El 16 de julio de 1955 entró en vigor la Ley 1902. Hace exactamente 70 años, Costa Rica decidió dejar de ser legalmente menos excluyente. Aunque esta medida cumplía una promesa política hecha por Figueres para ganar apoyo durante la revolución, también marcó un paso definitivo hacia una democracia más inclusiva y progresista. Ese día, sin proponérselo directamente, Costa Rica fortaleció su democracia al adoptar como propios tanto a quienes habían nacido en otros países pero que habían dado su vida trabajando aquí, como a quienes, siendo costarricenses de nacimiento, habían sido tratados como extranjeros por ser hijos de inmigrantes.
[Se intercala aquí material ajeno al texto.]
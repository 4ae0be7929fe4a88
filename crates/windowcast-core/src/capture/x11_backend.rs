//! X11 windowing backend built on x11rb.
//!
//! Talks the core protocol directly: `QueryTree` for the window directory,
//! `GetWindowAttributes` + `GetGeometry` for the freshness check, and
//! `GetImage` (ZPixmap, all planes) for pixel readback. On a 24/32-bit
//! visual the reply rows are already packed XRGB8888 in output byte order,
//! so capture is a raw copy with no conversion.
//!
//! # Serialization
//!
//! Every request sequence runs behind one connection-wide lock. The
//! attribute check and the image fetch form a single critical section:
//! a window destroyed between the two requests surfaces as a caught X
//! error and degrades to a skipped capture, never a crash. Requests may
//! block on the display server; there are no timeouts here — a hung
//! server stalls the tick, which the host model accepts.
//!
//! # Setup failures
//!
//! Connecting and the Composite extension handshake are the only
//! setup-fatal paths. Callers keep running without a backend afterwards,
//! emitting blank frames, rather than taking the host down.

use parking_lot::Mutex;
use tracing::{debug, info, warn};
use x11rb::connection::{Connection as _, RequestConnection as _};
use x11rb::errors::{ConnectionError, ReplyError};
use x11rb::protocol::ErrorKind;
use x11rb::protocol::composite::{self, ConnectionExt as _};
use x11rb::protocol::xproto::{ConnectionExt as _, ImageFormat, MapState, Window};
use x11rb::rust_connection::RustConnection;

use super::{SourceImage, WindowSystem};
use crate::error::{CoreError, CoreResult, SkipReason};
use crate::model::{BYTES_PER_PIXEL, SourceState, WindowHandle};

/// Minimum Composite version the handshake requests.
const COMPOSITE_MAJOR: u32 = 0;
const COMPOSITE_MINOR: u32 = 4;

/// Connection to one X display, rooted at the default screen.
pub struct X11WindowSystem {
    conn:   RustConnection,
    root:   Window,
    /// Serializes request sequences that must not interleave.
    serial: Mutex<()>,
}

impl X11WindowSystem {
    /// Connects to the display named by `$DISPLAY` and performs the
    /// Composite extension handshake.
    ///
    /// Failure here is setup-fatal for capture, but callers are expected
    /// to continue in an inert blank-frame mode rather than abort.
    pub fn connect() -> CoreResult<Self> {
        let (conn, screen_num) = x11rb::connect(None)
            .map_err(|e| CoreError::DisplayUnavailable { reason: e.to_string() })?;
        let root = conn.setup().roots[screen_num].root;

        if conn
            .extension_information(composite::X11_EXTENSION_NAME)
            .map_err(|e| CoreError::Protocol { reason: e.to_string() })?
            .is_none()
        {
            return Err(CoreError::ExtensionMissing { name: "Composite" });
        }
        let version = conn
            .composite_query_version(COMPOSITE_MAJOR, COMPOSITE_MINOR)
            .map_err(|e| CoreError::Protocol { reason: e.to_string() })?
            .reply()
            .map_err(|e| CoreError::Protocol { reason: e.to_string() })?;
        debug!(
            "Composite {}.{} present",
            version.major_version, version.minor_version
        );

        info!("connected to X display, root window 0x{root:08x}");
        Ok(Self {
            conn,
            root,
            serial: Mutex::new(()),
        })
    }

    /// Attribute + geometry query for one window. Caller holds the lock.
    fn state_locked(&self, window: WindowHandle) -> Result<SourceState, SkipReason> {
        let attrs = self
            .conn
            .get_window_attributes(window.0)
            .map_err(connection_skip)?
            .reply()
            .map_err(reply_skip)?;
        let geometry = self
            .conn
            .get_geometry(window.0)
            .map_err(connection_skip)?
            .reply()
            .map_err(reply_skip)?;

        Ok(SourceState {
            width:    u32::from(geometry.width),
            height:   u32::from(geometry.height),
            viewable: attrs.map_state == MapState::VIEWABLE,
        })
    }
}

impl WindowSystem for X11WindowSystem {
    fn list_children(&mut self) -> Vec<WindowHandle> {
        let _guard = self.serial.lock();
        let reply = match self.conn.query_tree(self.root) {
            Ok(cookie) => cookie.reply(),
            Err(err) => {
                warn!("window tree query failed: {err}");
                return Vec::new();
            }
        };
        match reply {
            Ok(tree) => tree.children.into_iter().map(WindowHandle).collect(),
            Err(err) => {
                warn!("window tree query failed: {err}");
                Vec::new()
            }
        }
    }

    fn source_state(&mut self, window: WindowHandle) -> Result<SourceState, SkipReason> {
        let _guard = self.serial.lock();
        self.state_locked(window)
    }

    fn fetch_image(&mut self, window: WindowHandle) -> Result<SourceImage, SkipReason> {
        // Attribute check and pixel fetch must see the same window state.
        let _guard = self.serial.lock();

        let state = self.state_locked(window)?;
        if !state.viewable {
            return Err(SkipReason::NotViewable);
        }
        if state.width == 0 || state.height == 0 {
            return Err(SkipReason::EmptyGeometry);
        }

        let image = self
            .conn
            .get_image(
                ImageFormat::Z_PIXMAP,
                window.0,
                0,
                0,
                state.width as u16,
                state.height as u16,
                u32::MAX,
            )
            .map_err(connection_skip)?
            .reply()
            .map_err(reply_skip)?;
        if image.data.is_empty() {
            warn!("image reply for {window} carried no data");
            return Err(SkipReason::ImageUnavailable);
        }

        let stride = image.data.len() / state.height as usize;
        if stride < state.width as usize * BYTES_PER_PIXEL {
            // Sub-32-bit visual; the engine clamps the copy to what exists.
            debug!("window {window} image rows are {stride} bytes, narrower than XRGB8888");
        }

        Ok(SourceImage {
            width:  state.width,
            height: state.height,
            stride,
            data:   image.data,
        })
    }
}

/// Maps a failed reply to a skip. A vanished window (`BadWindow`, or
/// `BadDrawable` from the geometry/image requests) is the expected
/// steady-state race; anything else is logged and treated as transient.
fn reply_skip(err: ReplyError) -> SkipReason {
    match err {
        ReplyError::X11Error(ref x11)
            if matches!(x11.error_kind, ErrorKind::Window | ErrorKind::Drawable) =>
        {
            debug!("window no longer exists");
            SkipReason::WindowGone
        }
        other => {
            warn!("X request failed: {other}");
            SkipReason::ImageUnavailable
        }
    }
}

/// Connection-level failures after setup also degrade to a skip; the next
/// tick emits a blank or stale frame instead of crashing the host.
fn connection_skip(err: ConnectionError) -> SkipReason {
    warn!("X connection error: {err}");
    SkipReason::ImageUnavailable
}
A Costa Rica le hemos dado forma durante 200 años. En estos dos siglos hemos aprendido que los derechos no son permanentes ni están garantizados; se han tenido que defender constantemente. Así funciona la democracia: en cambios constantes, a veces inciertos y complejos. No es casualidad que Costa Rica sea diversa. Lo es porque, en momentos clave, ha elegido avanzar y otorgar derechos a todos sus habitantes. La democracia, en nuestro caso, no ha sido un accidente, sino una convicción colectiva, afirmada cada vez que ampliamos el círculo de pertenencia y dignidad.
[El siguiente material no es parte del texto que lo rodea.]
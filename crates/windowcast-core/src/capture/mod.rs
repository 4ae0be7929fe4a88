//! Windowing seam and the capture engine.
//!
//! [`WindowSystem`] is the narrow boundary between the capture loop and the
//! display server: enumerate the root's children, check a window's state,
//! fetch its pixels. [`X11WindowSystem`] implements it over a live X
//! connection; [`MockWindowSystem`] implements it in memory so every loop
//! behavior is testable without a display.
//!
//! [`capture_window`] is the engine itself: one clamped row copy from a
//! transient [`SourceImage`] into the frame buffer.

pub mod mock;
pub mod x11_backend;

pub use mock::MockWindowSystem;
pub use x11_backend::X11WindowSystem;

use crate::error::{CaptureOutcome, SkipReason};
use crate::framebuffer::FrameBuffer;
use crate::model::{BYTES_PER_PIXEL, SourceState, WindowHandle};

/// One window's pixels as handed back by the windowing system.
///
/// Valid only for the capture call that produced it: the engine copies what
/// it needs and the image drops at the end of the call, on every exit path.
#[derive(Debug)]
pub struct SourceImage {
    pub width:  u32,
    pub height: u32,
    /// Source row length in bytes, padding included.
    pub stride: usize,
    pub data:   Vec<u8>,
}

/// Access to the windowing system, narrow enough to fake in tests.
///
/// Handles are weak references: the window behind one can vanish between
/// any two calls, so every method revalidates and degrades to an empty
/// list or a [`SkipReason`] rather than failing hard.
pub trait WindowSystem {
    /// Current direct children of the root container, in server order.
    /// A failed query reports an empty list, not an error.
    fn list_children(&mut self) -> Vec<WindowHandle>;

    /// Size and viewability of `window` right now.
    fn source_state(&mut self, window: WindowHandle) -> Result<SourceState, SkipReason>;

    /// Fetches the window's current image. The attribute check and the
    /// pixel fetch run as one serialized request sequence, so a window
    /// destroyed between the two surfaces as a skip, not a protocol error.
    fn fetch_image(&mut self, window: WindowHandle) -> Result<SourceImage, SkipReason>;
}

/// Copies one frame of `window` into the frame buffer.
///
/// Rows copied: `min(source height, buffer height)`; bytes per row:
/// `min(source width, buffer width) * 4`, top-left aligned. An oversized
/// source is cropped; an undersized one overwrites only its own region and
/// leaves the rest of the buffer holding whatever the previous capture put
/// there — the driver clears the buffer only when there is no source at
/// all, not on every partial-size capture. Skips leave the buffer
/// completely untouched.
pub fn capture_window<W: WindowSystem>(
    windows: &mut W,
    window: WindowHandle,
    framebuffer: &mut FrameBuffer,
) -> CaptureOutcome {
    let image = match windows.fetch_image(window) {
        Ok(image) => image,
        Err(reason) => return CaptureOutcome::Skipped(reason),
    };

    let geometry = framebuffer.geometry();
    let dst_stride = geometry.stride();

    let copy_bytes = (image.width.min(geometry.width) as usize * BYTES_PER_PIXEL).min(image.stride);
    // A malformed reply with fewer bytes than its header claims degrades to
    // a shorter copy instead of a panic.
    let available_rows = if image.stride == 0 { 0 } else { image.data.len() / image.stride };
    let copy_rows = (image.height.min(geometry.height) as usize).min(available_rows);

    let dst = framebuffer.pixels_mut();
    for row in 0..copy_rows {
        let src_start = row * image.stride;
        let dst_start = row * dst_stride;
        dst[dst_start..dst_start + copy_bytes]
            .copy_from_slice(&image.data[src_start..src_start + copy_bytes]);
    }

    CaptureOutcome::Captured
}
Reitero esta idea: si Costa Rica es diversa, es por decisión —al otorgarle a todos sus habitantes derechos. Si es democrática, lo ha venido siendo por convicción. Nos ha parecido que es la mejor forma de gobierno para el interés común. Quien pretenda legislar restando derechos, limitándolos o tomando partido por filosofías excluyentes o polarizadoras, legisla para sí y los suyos, no para el interés común.